What you should do: Find all lines below containing the string "PathBuf" and return them.

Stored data
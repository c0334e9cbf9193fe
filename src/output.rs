//! Result presentation
//!
//! Human summaries on a terminal, plain prefixes when piped, one JSON
//! document in `--json` mode.

use is_terminal::IsTerminal;

use crate::orchestrator::{BatchOutcome, StagingResult};

/// Prints staging outcomes to stdout/stderr
#[derive(Debug, Clone, Copy)]
pub struct Reporter {
    json: bool,
    decorated: bool,
}

impl Reporter {
    pub fn new(json: bool) -> Self {
        Self {
            json,
            decorated: std::io::stdout().is_terminal(),
        }
    }

    #[cfg(test)]
    fn plain(json: bool) -> Self {
        Self {
            json,
            decorated: false,
        }
    }

    pub fn staging_result(&self, result: &StagingResult) {
        if self.json {
            println!(
                "{}",
                serde_json::to_string_pretty(result).unwrap_or_else(|_| "{}".to_string())
            );
            return;
        }

        if result.success {
            println!("{} {}", self.ok_mark(), result.message);
        } else {
            println!("{} {}", self.fail_mark(), result.message);
        }
        if !result.aspects_included.is_empty() {
            println!("  aspects: {}", result.aspects_included.join(", "));
        }
        for path in &result.files_saved {
            println!("  file: {}", path.display());
        }
    }

    pub fn batch_outcome(&self, outcome: &BatchOutcome) {
        if self.json {
            println!(
                "{}",
                serde_json::to_string_pretty(outcome).unwrap_or_else(|_| "{}".to_string())
            );
            return;
        }

        println!(
            "{} {} staged, {} failed",
            if outcome.all_succeeded() {
                self.ok_mark()
            } else {
                self.fail_mark()
            },
            outcome.succeeded,
            outcome.failed
        );
        for error in &outcome.errors {
            println!("  [{}] {}: {}", error.index, error.entity, error.message);
        }
        for result in outcome.results.iter().filter(|r| r.success) {
            for path in &result.files_saved {
                println!("  file: {}", path.display());
            }
        }
    }

    /// Error line on stderr; used for validation failures before any result
    /// exists.
    pub fn error(&self, message: &str) {
        if self.json {
            eprintln!(
                "{}",
                serde_json::json!({"success": false, "error": message})
            );
        } else {
            eprintln!("{} {message}", self.fail_mark());
        }
    }

    fn ok_mark(&self) -> &'static str {
        if self.decorated {
            "✓"
        } else {
            "ok:"
        }
    }

    fn fail_mark(&self) -> &'static str {
        if self.decorated {
            "❌"
        } else {
            "error:"
        }
    }
}

#[cfg(test)]
mod tests {
    use super::*;

    #[test]
    fn marks_depend_on_decoration() {
        let plain = Reporter::plain(false);
        assert_eq!(plain.ok_mark(), "ok:");
        assert_eq!(plain.fail_mark(), "error:");

        let decorated = Reporter {
            json: false,
            decorated: true,
        };
        assert_eq!(decorated.ok_mark(), "✓");
        assert_eq!(decorated.fail_mark(), "❌");
    }
}
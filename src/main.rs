//! metastage CLI - staged metadata-change generator
//!
//! Usage: metastage <COMMAND>
//!
//! Commands:
//!   stage        Stage one entity's change proposals
//!   stage-batch  Stage a list of entities
//!   diff         Preview staged changes without writing
//!   check        Validate an entity descriptor

mod cli;

use clap::Parser;
use tracing_subscriber::EnvFilter;

use metastage::commands::check::{self, CheckArgs};
use metastage::commands::diff::{self, DiffArgs};
use metastage::commands::stage::{self, StageArgs};
use metastage::config::Config;
use metastage::output::Reporter;

use cli::{Cli, Commands};

fn main() {
    let cli = Cli::parse();
    init_tracing(cli.verbose);

    let reporter = Reporter::new(cli.json);
    let config = match load_config() {
        Ok(config) => config,
        Err(err) => {
            reporter.error(&err.to_string());
            std::process::exit(1);
        }
    };

    let code = match cli.command {
        Commands::Stage {
            file,
            kind,
            environment,
            owner,
            base_dir,
            layout,
            dry_run,
            skip_aspects,
        } => stage::run(
            &config,
            StageArgs {
                file,
                kind,
                environment,
                owner,
                base_dir,
                layout,
                dry_run,
                skip_aspects,
            },
            &reporter,
        ),
        Commands::StageBatch {
            file,
            kind,
            environment,
            owner,
            base_dir,
            layout,
            skip_aspects,
        } => stage::run_batch(
            &config,
            StageArgs {
                file,
                kind,
                environment,
                owner,
                base_dir,
                layout,
                dry_run: false,
                skip_aspects,
            },
            &reporter,
        ),
        Commands::Diff {
            file,
            kind,
            environment,
            owner,
            base_dir,
        } => diff::run(
            &config,
            DiffArgs {
                file,
                kind,
                environment,
                owner,
                base_dir,
            },
            &reporter,
        ),
        Commands::Check { file, kind } => check::run(&config, CheckArgs { file, kind }, &reporter),
    };

    std::process::exit(code);
}

fn load_config() -> anyhow::Result<Config> {
    let cwd = std::env::current_dir()?;
    Ok(Config::load(&cwd)?)
}

/// `-v` raises verbosity; `RUST_LOG` wins when set.
fn init_tracing(verbose: u8) {
    let default_level = match verbose {
        0 => "warn",
        1 => "info",
        2 => "debug",
        _ => "trace",
    };
    let filter =
        EnvFilter::try_from_default_env().unwrap_or_else(|_| EnvFilter::new(default_level));
    tracing_subscriber::fmt()
        .with_env_filter(filter)
        .with_writer(std::io::stderr)
        .init();
}
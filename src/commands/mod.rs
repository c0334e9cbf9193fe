//! Command implementations for the metastage binary
//!
//! Each command returns a process exit code; user-facing failures are
//! reported through the `Reporter` rather than bubbling up as panics.

pub mod check;
pub mod diff;
pub mod stage;

use std::path::{Path, PathBuf};

use tracing::warn;

use crate::builder::AspectCapabilities;
use crate::config::Config;
use crate::emitter::EmitLayout;
use crate::model::aspect::AspectKind;
use crate::orchestrator::StagingOptions;

/// Merge CLI flags over the loaded configuration
pub(crate) fn resolve_options(
    config: &Config,
    environment: Option<String>,
    owner: Option<String>,
    layout: Option<EmitLayout>,
    dry_run: bool,
) -> StagingOptions {
    StagingOptions {
        environment: environment.unwrap_or_else(|| config.environment.clone()),
        owner: owner.or_else(|| config.owner.clone()),
        layout: layout.unwrap_or(config.layout),
        dry_run,
    }
}

pub(crate) fn resolve_base_dir(config: &Config, base_dir: Option<PathBuf>) -> PathBuf {
    base_dir.unwrap_or_else(|| config.base_dir.clone())
}

/// Config capabilities narrowed by `--skip-aspect` flags
pub(crate) fn resolve_capabilities(config: &Config, skips: &[String]) -> AspectCapabilities {
    let mut capabilities = config.capabilities();
    for name in skips {
        match AspectKind::parse_config_name(name) {
            Some(kind) => capabilities = capabilities.without(kind),
            None => warn!(aspect = %name, "unknown aspect name in --skip-aspect"),
        }
    }
    capabilities
}

pub(crate) fn read_descriptor(path: &Path) -> std::io::Result<String> {
    std::fs::read_to_string(path)
}
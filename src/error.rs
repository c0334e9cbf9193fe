//! Error types for metastage
//!
//! Library errors use `thiserror`; the binary wraps them with `anyhow`.
//! Only validation errors escape the orchestrator; everything else is
//! folded into a failed `StagingResult`.

use std::path::PathBuf;
use thiserror::Error;

/// Result type alias for metastage operations
pub type StageResult<T> = Result<T, StageError>;

/// Main error type for metastage operations
#[derive(Error, Debug)]
pub enum StageError {
    /// Entity has neither `urn` nor `id`
    #[error("entity has no identifying key: supply either 'urn' or 'id'")]
    MissingIdentity,

    /// Entity has no display name (required for the properties aspect)
    #[error("entity '{entity}' has no 'name': the properties aspect requires one")]
    MissingName { entity: String },

    /// Malformed URN string
    #[error("invalid urn '{urn}': {message}")]
    InvalidUrn { urn: String, message: String },

    /// Malformed sub-field inside one facet
    #[error("invalid '{field}' value: {message}")]
    InvalidField { field: String, message: String },

    /// Entity descriptor file could not be parsed
    #[error("invalid entity file {file}: {message}")]
    InvalidEntityFile { file: PathBuf, message: String },

    /// Configuration file problem
    #[error("invalid config {file}: {message}")]
    InvalidConfig { file: PathBuf, message: String },

    /// IO error
    #[error("IO error: {0}")]
    Io(#[from] std::io::Error),

    /// JSON serialization error
    #[error("JSON error: {0}")]
    Json(#[from] serde_json::Error),

    /// YAML parsing error
    #[error("YAML error: {0}")]
    Yaml(#[from] serde_yaml_ng::Error),
}

impl StageError {
    /// True for pre-flight validation failures that must fail fast
    /// (CLI exit 1 before any file is touched).
    pub fn is_validation(&self) -> bool {
        matches!(
            self,
            StageError::MissingIdentity
                | StageError::MissingName { .. }
                | StageError::InvalidUrn { .. }
                | StageError::InvalidField { .. }
                | StageError::InvalidEntityFile { .. }
        )
    }
}
//! Common test utilities for metastage integration tests.
//!
//! `TestEnv` gives each test an isolated working directory, a staging base
//! directory, and a fake HOME so user-level config never leaks in.

use std::fs;
use std::path::{Path, PathBuf};
use std::process::{Command, Output};

use tempfile::TempDir;

pub struct TestEnv {
    dir: TempDir,
}

impl TestEnv {
    pub fn new() -> Self {
        let dir = TempDir::new().expect("create temp dir");
        fs::create_dir_all(dir.path().join("fake_home")).unwrap();
        Self { dir }
    }

    pub fn path(&self) -> &Path {
        self.dir.path()
    }

    pub fn base_dir(&self) -> PathBuf {
        self.dir.path().join("metadata-manager")
    }

    /// Write an entity descriptor file and return its path
    pub fn write_descriptor(&self, name: &str, content: &str) -> PathBuf {
        let path = self.dir.path().join(name);
        fs::write(&path, content).unwrap();
        path
    }

    /// Run the metastage binary with the given args in this environment
    pub fn run(&self, args: &[&str]) -> Output {
        let bin = env!("CARGO_BIN_EXE_metastage");
        Command::new(bin)
            .current_dir(self.dir.path())
            .env("HOME", self.dir.path().join("fake_home"))
            .env("XDG_CONFIG_HOME", self.dir.path().join("fake_home/.config"))
            .env_remove("METASTAGE_ENVIRONMENT")
            .env_remove("METASTAGE_BASE_DIR")
            .env_remove("METASTAGE_OWNER")
            .args(args)
            .output()
            .expect("spawn metastage")
    }
}

pub fn stdout(output: &Output) -> String {
    String::from_utf8_lossy(&output.stdout).into_owned()
}

pub fn stderr(output: &Output) -> String {
    String::from_utf8_lossy(&output.stderr).into_owned()
}

/// Parse the canonical staged file for an entity
pub fn read_staged(base: &Path, env: &str, type_dir: &str, id: &str) -> serde_json::Value {
    let path = base.join(env).join(type_dir).join(id).join("mcp_file.json");
    let content = fs::read_to_string(&path)
        .unwrap_or_else(|e| panic!("read {}: {e}", path.display()));
    serde_json::from_str(&content).expect("staged file is valid JSON")
}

Task response:
use std::path::{Path, PathBuf};
pub(crate) fn resolve_base_dir(config: &Config, base_dir: Option<PathBuf>) -> PathBuf {
use std::path::PathBuf;
    InvalidEntityFile { file: PathBuf, message: String },
    InvalidConfig { file: PathBuf, message: String },
use std::path::{Path, PathBuf};
    pub fn base_dir(&self) -> PathBuf {
    pub fn write_descriptor(&self, name: &str, content: &str) -> PathBuf {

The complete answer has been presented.